Un tipo mayor que él se acercó para preguntarle cómo estaba. Enrique no respondió. El otro lo tomó del brazo y le dijo:
—¿Ves ese punto que está ahí?
Enrique vio hacia el horizonte sin encontrar nada en especial.
—Ese punto pequeñito de allí, ¿lo ves? Esa es la Basílica. Ya llegaste. Estás a unas cuantas horas. Ya llegaste.
Y entonces ocurrió aquella sensación. El alivio instantáneo en un cuerpo contrito, avasallado por el dolor del camino. La ligereza de saberse tan cerca, de saber que todo lo ha valido. Vio ese minúsculo punto luminoso y caminó con fiereza. Lo ha seguido haciendo por 20 años más, porque 20 años más ha sido peregrino.

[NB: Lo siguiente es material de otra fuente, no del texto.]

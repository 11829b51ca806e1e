//! Admission control: one permission decision per (cascade, API) call.
//!
//! The breaker check runs first and does not consume quota. Only when the
//! breaker lets the call through is the API quota consulted.

use serde::{Deserialize, Serialize};
use std::fmt;
use std::sync::Arc;

use crate::cascade::CascadeSpec;
use crate::circuit_breaker::{BreakerKey, BreakerRegistry, CircuitBreakerConfig, CircuitStatus};
use crate::clock::{Clock, SystemClock};
use crate::config::GovernorConfig;
use crate::counters::Counters;
use crate::health::HealthSignals;
use crate::metrics::{CascadeCounts, MetricsSnapshot};
use crate::quota::{ApiLimits, QuotaTracker};
use crate::GovernorError;

/// Consecutive failures on one breaker that count as an error burst.
pub const ERROR_BURST_THRESHOLD: u32 = 3;

/// Why a call was denied.
#[derive(Debug, Clone, Copy, PartialEq, Eq, Serialize, Deserialize)]
#[serde(rename_all = "snake_case")]
pub enum DenialReason {
    CircuitOpen,
    RateLimited,
    /// Produced by strict clients when the governor cannot be reached
    GovernorUnavailable,
}

impl DenialReason {
    pub fn as_str(&self) -> &'static str {
        match self {
            Self::CircuitOpen => "circuit breaker open",
            Self::RateLimited => "rate limit exceeded",
            Self::GovernorUnavailable => "governor unavailable",
        }
    }
}

impl fmt::Display for DenialReason {
    fn fmt(&self, f: &mut fmt::Formatter<'_>) -> fmt::Result {
        f.write_str(self.as_str())
    }
}

/// Outcome of a permission request.
#[derive(Debug, Clone, PartialEq, Eq, Serialize, Deserialize)]
pub struct PermissionDecision {
    pub allowed: bool,
    pub reason: String,

    #[serde(default, skip_serializing_if = "Option::is_none")]
    pub denial: Option<DenialReason>,
}

impl PermissionDecision {
    pub fn approved() -> Self {
        Self {
            allowed: true,
            reason: "approved".to_string(),
            denial: None,
        }
    }

    pub fn denied(reason: DenialReason) -> Self {
        Self {
            allowed: false,
            reason: reason.as_str().to_string(),
            denial: Some(reason),
        }
    }

    /// An allowed decision carrying a custom reason.
    pub fn allowed_with_reason(reason: impl Into<String>) -> Self {
        Self {
            allowed: true,
            reason: reason.into(),
            denial: None,
        }
    }

    pub fn is_rate_limited(&self) -> bool {
        self.denial == Some(DenialReason::RateLimited)
    }
}

/// Composes the quota tracker and breaker registry into a single decision.
#[derive(Debug)]
pub struct AdmissionController {
    quotas: QuotaTracker,
    breakers: BreakerRegistry,
    counters: Counters,
    clock: Arc<dyn Clock>,
}

impl AdmissionController {
    pub fn new<I>(apis: I, breaker_config: CircuitBreakerConfig, clock: Arc<dyn Clock>) -> Self
    where
        I: IntoIterator<Item = (String, ApiLimits)>,
    {
        Self {
            quotas: QuotaTracker::new(apis, clock.clone()),
            breakers: BreakerRegistry::new(breaker_config),
            counters: Counters::new(),
            clock,
        }
    }

    /// Build from configuration using the system clock.
    pub fn from_config(config: &GovernorConfig) -> Self {
        Self::with_clock(config, Arc::new(SystemClock))
    }

    pub fn with_clock(config: &GovernorConfig, clock: Arc<dyn Clock>) -> Self {
        Self::new(
            config.apis.iter().map(|(name, limits)| (name.clone(), *limits)),
            config.circuit_breaker.clone(),
            clock,
        )
    }

    /// Decide whether `cascade_id` may call `api` now.
    pub fn request_permission(
        &self,
        cascade_id: &str,
        api: &str,
    ) -> Result<PermissionDecision, GovernorError> {
        self.check_call_site(cascade_id, api)?;

        let key = BreakerKey::new(cascade_id, api);
        let breaker = self.breakers.get_or_create(&key);
        let now = self.clock.now();

        let (breaker_allows, status) = {
            let mut breaker = breaker.lock();
            let allows = breaker.try_acquire(now);
            (allows, breaker.status())
        };

        if !breaker_allows {
            self.counters.circuit_blocked();
            tracing::debug!(cascade_id, api, state = %status, "Denied: circuit breaker open");
            return Ok(PermissionDecision::denied(DenialReason::CircuitOpen));
        }

        if status == CircuitStatus::HalfOpen {
            tracing::info!(cascade_id, api, "Circuit half-open, admitting probe");
        }

        if !self.quotas.try_reserve(api)? {
            self.counters.rate_limited();
            tracing::debug!(cascade_id, api, "Denied: rate limit exceeded");
            return Ok(PermissionDecision::denied(DenialReason::RateLimited));
        }

        self.counters.approved();
        tracing::debug!(cascade_id, api, "Approved");
        Ok(PermissionDecision::approved())
    }

    /// Feed the outcome of a call back into its breaker and the counters.
    ///
    /// Returns the breaker state after the update.
    pub fn record_result(
        &self,
        cascade_id: &str,
        api: &str,
        success: bool,
        error_message: &str,
    ) -> Result<CircuitStatus, GovernorError> {
        self.check_call_site(cascade_id, api)?;

        let key = BreakerKey::new(cascade_id, api);
        let breaker = self.breakers.get_or_create(&key);
        let now = self.clock.now();

        let (before, after, failures) = {
            let mut breaker = breaker.lock();
            let before = breaker.status();
            let failures = if success {
                breaker.record_success();
                0
            } else {
                breaker.record_failure(now)
            };
            (before, breaker.status(), failures)
        };

        if success {
            self.counters.result_success();
        } else {
            self.counters.result_failure();
            if failures >= ERROR_BURST_THRESHOLD {
                self.counters.error_burst();
            }
        }

        match (before, after) {
            (CircuitStatus::Closed, CircuitStatus::Open) => tracing::warn!(
                cascade_id,
                api,
                failures,
                error = error_message,
                "Circuit opened after repeated failures"
            ),
            (CircuitStatus::HalfOpen, CircuitStatus::Open) => tracing::warn!(
                cascade_id,
                api,
                error = error_message,
                "Circuit reopened after failed probe"
            ),
            (CircuitStatus::HalfOpen, CircuitStatus::Closed) => {
                tracing::info!(cascade_id, api, "Circuit closed after successful probe")
            }
            _ if !success => tracing::debug!(
                cascade_id,
                api,
                failures,
                error = error_message,
                "Failure recorded"
            ),
            _ => {}
        }

        Ok(after)
    }

    /// Reject cascade specs that reference unconfigured APIs or are malformed.
    pub fn validate_spec(&self, spec: &CascadeSpec) -> Result<(), GovernorError> {
        spec.validate_shape()?;

        if let Some(unknown) = spec.required_apis.iter().find(|api| !self.quotas.contains(api)) {
            return Err(GovernorError::UnknownApi(unknown.clone()));
        }

        Ok(())
    }

    fn check_call_site(&self, cascade_id: &str, api: &str) -> Result<(), GovernorError> {
        if cascade_id.trim().is_empty() {
            return Err(GovernorError::InvalidCascadeId(
                "cascade id must not be empty".to_string(),
            ));
        }

        if !self.quotas.contains(api) {
            return Err(GovernorError::UnknownApi(api.to_string()));
        }

        Ok(())
    }

    /// Inputs for the processor's health predicate.
    pub fn health_signals(&self, active_cascades: usize) -> HealthSignals {
        let (successes, failures) = self.counters.results();
        HealthSignals {
            active_cascades,
            successes,
            failures,
            open_breakers: self.breakers.open_count(),
        }
    }

    /// Aggregate everything into a metrics snapshot.
    pub fn snapshot(
        &self,
        active_cascades: usize,
        queued_cascades: usize,
        processing_paused: bool,
    ) -> MetricsSnapshot {
        let counters = self.counters.snapshot();
        MetricsSnapshot::compute(
            &counters,
            &self.quotas.usage_all(),
            self.breakers.counts(),
            CascadeCounts::from_counters(&counters, active_cascades, queued_cascades),
            processing_paused,
        )
    }

    pub fn quotas(&self) -> &QuotaTracker {
        &self.quotas
    }

    pub fn breakers(&self) -> &BreakerRegistry {
        &self.breakers
    }

    pub fn counters(&self) -> &Counters {
        &self.counters
    }

    pub fn clock(&self) -> &Arc<dyn Clock> {
        &self.clock
    }
}
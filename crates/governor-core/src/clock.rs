//! Time source for quota windows and breaker timeouts.

use parking_lot::Mutex;
use std::fmt::Debug;
use std::time::{Duration, Instant};

/// Monotonic time source.
pub trait Clock: Send + Sync + Debug {
    fn now(&self) -> Instant;
}

/// The process monotonic clock.
#[derive(Debug, Default, Clone, Copy)]
pub struct SystemClock;

impl Clock for SystemClock {
    fn now(&self) -> Instant {
        Instant::now()
    }
}

/// A clock that only moves when told to.
///
/// Used to exercise open-timeouts and window expiry without sleeping.
#[derive(Debug)]
pub struct ManualClock {
    origin: Instant,
    offset: Mutex<Duration>,
}

impl ManualClock {
    pub fn new() -> Self {
        Self {
            origin: Instant::now(),
            offset: Mutex::new(Duration::ZERO),
        }
    }

    /// Move time forward.
    pub fn advance(&self, by: Duration) {
        *self.offset.lock() += by;
    }

    /// Time elapsed since the clock was created.
    pub fn elapsed(&self) -> Duration {
        *self.offset.lock()
    }
}

impl Default for ManualClock {
    fn default() -> Self {
        Self::new()
    }
}

impl Clock for ManualClock {
    fn now(&self) -> Instant {
        self.origin + *self.offset.lock()
    }
}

Pero el tiempo no ha logrado darle palabras a aquella sensación inenarrable.
—Tendrías que haber estado ahí para sentirlo. Es algo para lo que las palabras no alcanzan. Además, en los últimos 20 años me he parado en el mismo lugar y he tratado de ver hacia la Basílica, de encontrarla, pero nunca más he podido. Llámalo como quieras, pero no he podido —me dijo tendido sobre una de las bancas del refugio del Parque Nacional Izta-Popo, con el mismo tono con el que se cuentan las leyendas, los sucesos para los que no hay explicación.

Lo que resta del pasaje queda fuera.